(Chief Editor Mining Report Glückauf)
German mining technology enjoys a strong international reputation, a fact borne out by the interest that this supplier sector attracts at international conferences, exhibitions and trade fairs. This has a lot to do with the innovative capacity that German mine operators have been able to bring to bear in working hand in hand with equipment manufacturers. They in turn have relied to a large degree on the research activities of mining departments at local technical colleges and universities. This benefits both the deep mining sector and the opencast industry and applies not just to coal and potash but to ore mining too, a sector that has not had a publically recognised role in Germany for more than twenty years. One underlying reason for this innovative strength has been the economic challenges posed by having to improve process efficiency on an ongoing basis, which also includes occupational health and safety and environmental protection measures. This edition of Mining Report Glückauf contains examples of how innovativeness is still very much a factor to be recognised in the German mining industry.
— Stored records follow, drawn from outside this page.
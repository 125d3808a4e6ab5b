use hashbrown::HashMap;
use serde_json::{Map, Value};
use tracing::warn;

use crate::{record::Record, types::MatchId};

#[derive(Debug, Clone, PartialEq, thiserror::Error)]
pub enum StoreError {
    #[error("record key {key} does not match its match_number {inner}")]
    KeyMismatch { key: MatchId, inner: MatchId },
}

/// Match id to record mapping; at most one record per match, insertion order kept.
#[derive(Debug, Default, Clone)]
pub struct MatchStore {
    records: HashMap<MatchId, Record>,
    order: Vec<MatchId>,
}

impl MatchStore {
    pub fn new() -> Self {
        Self::default()
    }

    /// Inserts or overwrites the record for `record.match_number`.
    ///
    /// Returns the record it replaced.
    pub fn upsert(&mut self, record: Record) -> Option<Record> {
        let id = record.match_number.clone();
        let prev = self.records.insert(id.clone(), record);
        if prev.is_none() {
            self.order.push(id);
        }
        prev
    }

    pub fn get(&self, id: &MatchId) -> Option<&Record> {
        self.records.get(id)
    }

    pub fn contains(&self, id: &MatchId) -> bool {
        self.records.contains_key(id)
    }

    pub fn len(&self) -> usize {
        self.order.len()
    }

    pub fn is_empty(&self) -> bool {
        self.order.is_empty()
    }

    pub fn ordered_ids(&self) -> &[MatchId] {
        &self.order
    }

    pub fn iter(&self) -> impl Iterator<Item = &Record> {
        self.order.iter().filter_map(|id| self.records.get(id))
    }

    /// JSON object keyed by match label, in insertion order.
    pub fn to_json(&self) -> Result<Value, serde_json::Error> {
        let mut map = Map::with_capacity(self.order.len());
        for rec in self.iter() {
            map.insert(rec.match_number.to_string(), serde_json::to_value(rec)?);
        }
        Ok(Value::Object(map))
    }

    /// Rebuilds a store from a parsed store file.
    ///
    /// A non-object document yields an empty store. Entries that do not decode
    /// are skipped. An entry whose body omits `match_number` takes its key.
    pub fn from_json(value: Value) -> Self {
        let mut store = Self::new();
        let Value::Object(map) = value else {
            warn!("store document is not an object; starting empty");
            return store;
        };

        for (key, body) in map {
            match serde_json::from_value::<Record>(body) {
                Ok(mut rec) => {
                    if rec.match_number.as_str().is_empty() {
                        rec.match_number = MatchId::new(key.as_str());
                    }
                    if let Err(err) = check_key(&key, &rec) {
                        warn!(%err, "skipping stored record");
                        continue;
                    }
                    store.upsert(rec);
                }
                Err(err) => warn!(match_id = %key, %err, "skipping undecodable stored record"),
            }
        }
        store
    }
}

fn check_key(key: &str, rec: &Record) -> Result<(), StoreError> {
    if rec.match_number.as_str() != key {
        return Err(StoreError::KeyMismatch {
            key: MatchId::new(key),
            inner: rec.match_number.clone(),
        });
    }
    Ok(())
}
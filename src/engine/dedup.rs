use std::fmt;

use hashbrown::HashSet;
use tracing::{debug, warn};

use crate::{record::Record, transport, types::MatchId};

/// Composite identity of a scanned submission.
#[derive(Debug, Clone, PartialEq, Eq, Hash)]
pub struct DedupKey {
    pub scouter_name: String,
    pub match_number: MatchId,
    pub team_number: String,
}

impl DedupKey {
    pub fn of(record: &Record) -> Self {
        Self {
            scouter_name: record.scouter_name.clone().unwrap_or_default(),
            match_number: record.match_number.clone(),
            team_number: record.team_number.clone(),
        }
    }
}

impl fmt::Display for DedupKey {
    fn fmt(&self, f: &mut fmt::Formatter<'_>) -> fmt::Result {
        write!(
            f,
            "({:?}, {:?}, {:?})",
            self.scouter_name,
            self.match_number.as_str(),
            self.team_number
        )
    }
}

#[derive(Debug, Clone, PartialEq)]
pub enum ScanOutcome {
    /// First sighting of this key in the session.
    Accepted(Record),
    /// Key already seen; the payload is dropped.
    Duplicate(DedupKey),
    /// Payload did not decode.
    Malformed(String),
}

/// Keys seen during one scanning run. Memory only; a new run starts empty.
#[derive(Debug, Default)]
pub struct ScanSession {
    seen: HashSet<DedupKey>,
}

impl ScanSession {
    pub fn new() -> Self {
        Self::default()
    }

    /// Decodes one payload and checks it against the keys seen so far.
    pub fn ingest(&mut self, payload: &str) -> ScanOutcome {
        let record = match transport::decode(payload) {
            Ok(r) => r,
            Err(err) => {
                warn!(%err, "dropping undecodable payload");
                return ScanOutcome::Malformed(err.to_string());
            }
        };
        self.ingest_record(record)
    }

    pub fn ingest_record(&mut self, record: Record) -> ScanOutcome {
        let key = DedupKey::of(&record);
        if !self.seen.insert(key.clone()) {
            debug!(%key, "duplicate submission ignored");
            return ScanOutcome::Duplicate(key);
        }
        debug!(%key, "new submission");
        ScanOutcome::Accepted(record)
    }

    pub fn seen_len(&self) -> usize {
        self.seen.len()
    }
}
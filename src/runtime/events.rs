//! Scanner event stream payloads.

use crate::engine::dedup::DedupKey;

/// Events emitted from the scanner loop.
#[derive(Debug, Clone, PartialEq, Eq)]
pub enum ScanEvent {
    /// A payload with an unseen key was accepted.
    Accepted {
        /// Submission key.
        key: DedupKey,
    },
    /// A payload repeated an earlier key and was dropped.
    Duplicate {
        /// Submission key.
        key: DedupKey,
    },
    /// A payload failed to decode and was skipped.
    Malformed {
        /// Decoder message.
        reason: String,
    },
    /// The record's row reached the sheet.
    Appended {
        /// Submission key.
        key: DedupKey,
    },
    /// The sheet refused the row.
    AppendFailed {
        /// Submission key.
        key: DedupKey,
        /// Sink message.
        reason: String,
    },
}
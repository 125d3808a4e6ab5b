use tracing::info;

use crate::{
    record::{Counters, Record},
    types::{Alliance, COUNTER_KEYS},
};

use super::traits::{Cell, SheetRow, SheetSink, SinkError};

/// Number of columns in a projected row.
pub const COLUMN_COUNT: usize = 24;

/// Second header row: one name per column.
pub const COLUMN_NAMES: [&str; COLUMN_COUNT] = [
    "Match",
    "Team",
    "Alliance",
    "Scout Name",
    "L1",
    "L2",
    "L3",
    "L4",
    "Algae Removed",
    "Algae Processed",
    "Algae Netted",
    "Move State",
    "Starting Pos",
    "Comment",
    "L1",
    "L2",
    "L3",
    "L4",
    "Algae Removed",
    "Algae Processed",
    "Algae Netted",
    "Climb State",
    "Broken",
    "Comment",
];

const INFO_COL: usize = 0;
const AUTO_COL: usize = 4;
const TELEOP_COL: usize = 14;

/// First header row: group labels over the Info, Auto, and TeleOp columns.
pub fn group_header() -> SheetRow {
    let mut row = vec![Cell::text(""); COLUMN_COUNT];
    row[INFO_COL] = Cell::text("Info");
    row[AUTO_COL] = Cell::text("Auto");
    row[TELEOP_COL] = Cell::text("TeleOp");
    row
}

/// Both header rows, in sheet order.
pub fn header_rows() -> [SheetRow; 2] {
    [
        group_header(),
        COLUMN_NAMES.iter().map(|n| Cell::text(*n)).collect(),
    ]
}

/// Flattens a record into the fixed column order.
pub fn project(record: &Record) -> SheetRow {
    let mut row = Vec::with_capacity(COLUMN_COUNT);

    row.push(Cell::text(record.match_number.as_str()));
    row.push(Cell::text(record.team_number.as_str()));
    row.push(Cell::text(record.alliance.map(Alliance::as_str).unwrap_or("")));
    row.push(Cell::text(record.scouter_name.clone().unwrap_or_default()));

    push_counters(&mut row, &record.auto.counters);
    row.push(Cell::text(record.auto.moved_state.as_str()));
    row.push(Cell::text(
        record.auto.robot_coords.map(|c| c.joined()).unwrap_or_default(),
    ));
    row.push(Cell::text(record.auto.comment.as_str()));

    push_counters(&mut row, &record.teleop.counters);
    row.push(Cell::text(record.teleop.climb_state.as_str()));
    row.push(Cell::text(record.teleop.teleop_broken_state.as_str()));
    row.push(Cell::text(record.teleop.comment.as_str()));

    debug_assert_eq!(row.len(), COLUMN_COUNT);
    row
}

fn push_counters(row: &mut SheetRow, counters: &Counters) {
    for key in COUNTER_KEYS {
        row.push(Cell::Int(counters.get_or_zero(key)));
    }
}

/// Appends projected records to a sheet, writing headers on first use.
pub struct SheetWriter<S: SheetSink> {
    sink: S,
}

impl<S: SheetSink> SheetWriter<S> {
    pub fn new(sink: S) -> Self {
        Self { sink }
    }

    pub fn sink(&self) -> &S {
        &self.sink
    }

    pub fn into_sink(self) -> S {
        self.sink
    }

    /// Projects `record` and appends it; an empty sheet gets the header rows first.
    pub fn append(&mut self, record: &Record) -> Result<SheetRow, SinkError> {
        if self.sink.is_empty()? {
            self.sink.write_header(&header_rows())?;
        }
        let row = project(record);
        self.sink.append_row(&row)?;
        info!(
            match_id = %record.match_number,
            team = %record.team_number,
            "row appended to sheet"
        );
        Ok(row)
    }
}
//! In-memory session state, undo logs, and the match store.

/// Capture session aggregate and its stage machine.
pub mod session;
/// Authoritative match-record store.
pub mod store;
/// Per-phase undo log.
pub mod undo;
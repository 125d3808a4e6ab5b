//! Pretty-printed JSON store file, rewritten whole on every commit.

use std::fs;
use std::path::{Path, PathBuf};

use serde_json::Value;
use tracing::{debug, info, warn};

use crate::core::store::MatchStore;

use super::{PersistResult, StoreSink};

/// JSON file implementation of [`crate::persist::StoreSink`].
#[derive(Debug, Clone)]
pub struct JsonFileStore {
    path: PathBuf,
}

impl JsonFileStore {
    /// Uses `path` as the store file; nothing is touched until load or write.
    pub fn new(path: impl Into<PathBuf>) -> Self {
        Self { path: path.into() }
    }

    /// Store file location.
    pub fn path(&self) -> &Path {
        &self.path
    }

    fn temp_path(&self) -> PathBuf {
        let mut name = self
            .path
            .file_name()
            .map(|n| n.to_os_string())
            .unwrap_or_default();
        name.push(".tmp");
        self.path.with_file_name(name)
    }
}

impl StoreSink for JsonFileStore {
    /// Reads the store file.
    ///
    /// A missing, empty, or unparseable file is an empty store, never an error.
    fn load(&self) -> PersistResult<MatchStore> {
        let text = match fs::read_to_string(&self.path) {
            Ok(text) => text,
            Err(err) if err.kind() == std::io::ErrorKind::NotFound => {
                debug!(path = %self.path.display(), "no store file yet");
                return Ok(MatchStore::new());
            }
            Err(err) => return Err(err.into()),
        };

        if text.trim().is_empty() {
            return Ok(MatchStore::new());
        }

        match serde_json::from_str::<Value>(&text) {
            Ok(value) => Ok(MatchStore::from_json(value)),
            Err(err) => {
                warn!(path = %self.path.display(), %err, "store file is malformed; starting empty");
                Ok(MatchStore::new())
            }
        }
    }

    /// Rewrites the whole file through a sibling temp file and a rename.
    fn write_all(&mut self, store: &MatchStore) -> PersistResult<()> {
        if let Some(parent) = self.path.parent().filter(|p| !p.as_os_str().is_empty()) {
            fs::create_dir_all(parent)?;
        }
        let text = serde_json::to_string_pretty(&store.to_json()?)?;
        let tmp = self.temp_path();
        fs::write(&tmp, text)?;
        fs::rename(&tmp, &self.path)?;
        info!(path = %self.path.display(), records = store.len(), "store written");
        Ok(())
    }
}
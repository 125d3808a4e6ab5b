//! Sheet projection and scan-session duplicate detection.

/// Scan-session duplicate detection.
pub mod dedup;
/// Record to sheet-row projection and header-aware writer.
pub mod projector;
/// Sheet sink trait and cell model.
pub mod traits;
//! Match-scouting records: capture sessions, a JSON match store, QR payloads,
//! and an append-only sheet relay with scan-session dedup.
//!
//! # Examples
//!
//! Capturing and committing one match with [`core::session::Session`]:
//! ```
//! use scoutlog::{
//!     core::{session::Session, store::MatchStore},
//!     persist::NullStoreSink,
//!     transport,
//!     types::{Alliance, ClimbState, MatchId},
//! };
//!
//! let mut store = MatchStore::new();
//! let mut session = Session::default();
//! session.select_match(&store, MatchId::new("Match 1")).expect("select");
//! session.set_team_number("254").expect("team");
//! session.set_alliance(Alliance::Red).expect("alliance");
//! session.start().expect("start");
//! session.begin_auto().expect("auto");
//! session.increment("L1").expect("L1");
//! session.begin_teleop().expect("teleop");
//! session.set_climb_state(ClimbState::Barge).expect("climb");
//! let record = session.commit(&mut store, &mut NullStoreSink).expect("commit");
//!
//! let payload = transport::encode(&record).expect("encode");
//! assert_eq!(transport::decode(&payload).expect("decode"), record);
//! ```
//!
//! Relaying scanned payloads into a sheet:
//! ```no_run
//! use scoutlog::{
//!     persist::sqlite::SqliteSheetSink,
//!     runtime::handle::{spawn_scanner, ScannerConfig},
//! };
//!
//! # #[tokio::main]
//! # async fn main() {
//! let sink = SqliteSheetSink::open("scout_sheet.db", "Raw").expect("open sqlite");
//! let handle = spawn_scanner(Box::new(sink), ScannerConfig::default());
//! let payload = r#"{"match_number":"Match 1","team_number":"254"}"#.to_string();
//! handle.submit_frame(vec![payload]).await.expect("frame");
//! let summary = handle.quit().await.expect("quit");
//! assert_eq!(summary.appended, 1);
//! # }
//! ```

/// Capture session, undo log, and in-memory match store.
pub mod core;
/// Sheet projection, sink trait, and scan dedup.
pub mod engine;
/// Line log of the click-to-score prototype.
pub mod legacy;
/// Undo log entry model.
pub mod op;
/// Store-file and sheet persistence.
pub mod persist;
/// Match record model.
pub mod record;
/// Scanner relay runtime and events.
pub mod runtime;
/// Layered configuration.
pub mod settings;
/// QR, clipboard, and export payload encoding.
pub mod transport;
/// Shared primitive types and enums.
pub mod types;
The first direct transfer of a complete face installation in Zollverein seam has proved to be a real test for the engineering team at RAG’s Prosper-Haniel colliery. Greater face lengths, a higher support resistance and increased hydraulic pressures, along with other influencing factors, place high demands on the performance capability of the hydraulic supply system. The increase in working depth combined with the geomechanical challenges that are a feature of the German coal industry have resulted in new solutions being adopted for the transport and processing of injection resins. Collaboration between RWTH Aachen University and machinery manufacturers Wirtgen culminated in the introduction of an innovative mining machine for the New Acland opencast mine in Australia, while the Fraunhofer Institute in Stuttgart teamed up with the resources company K + S AG to develop a simulation-based decision making tool for the optimised deployment of plant and machinery in room-and-pillar workings. The section on ISSA Mining also presents a new approach to practical training in the field of mines rescue.
Our examination of potential overseas markets includes a report on the “Plan Nord” project for sustainable development that has been initiated by the Government of Quebec Province, which also includes actions to promote the local mining industry. Reports on the latest developments in the Chinese coal sector and on the mining industry of Kazakhstan also look at the opportunities arising for German mining equipment suppliers in these two resource-rich nations.
I will conclude with a reference to the report on the German Mining Network, which is now nearing the end of its setting-up phase. This organisation will in future provide a platform to promote international contacts and support the exchange of information in the mining and natural-resources sector.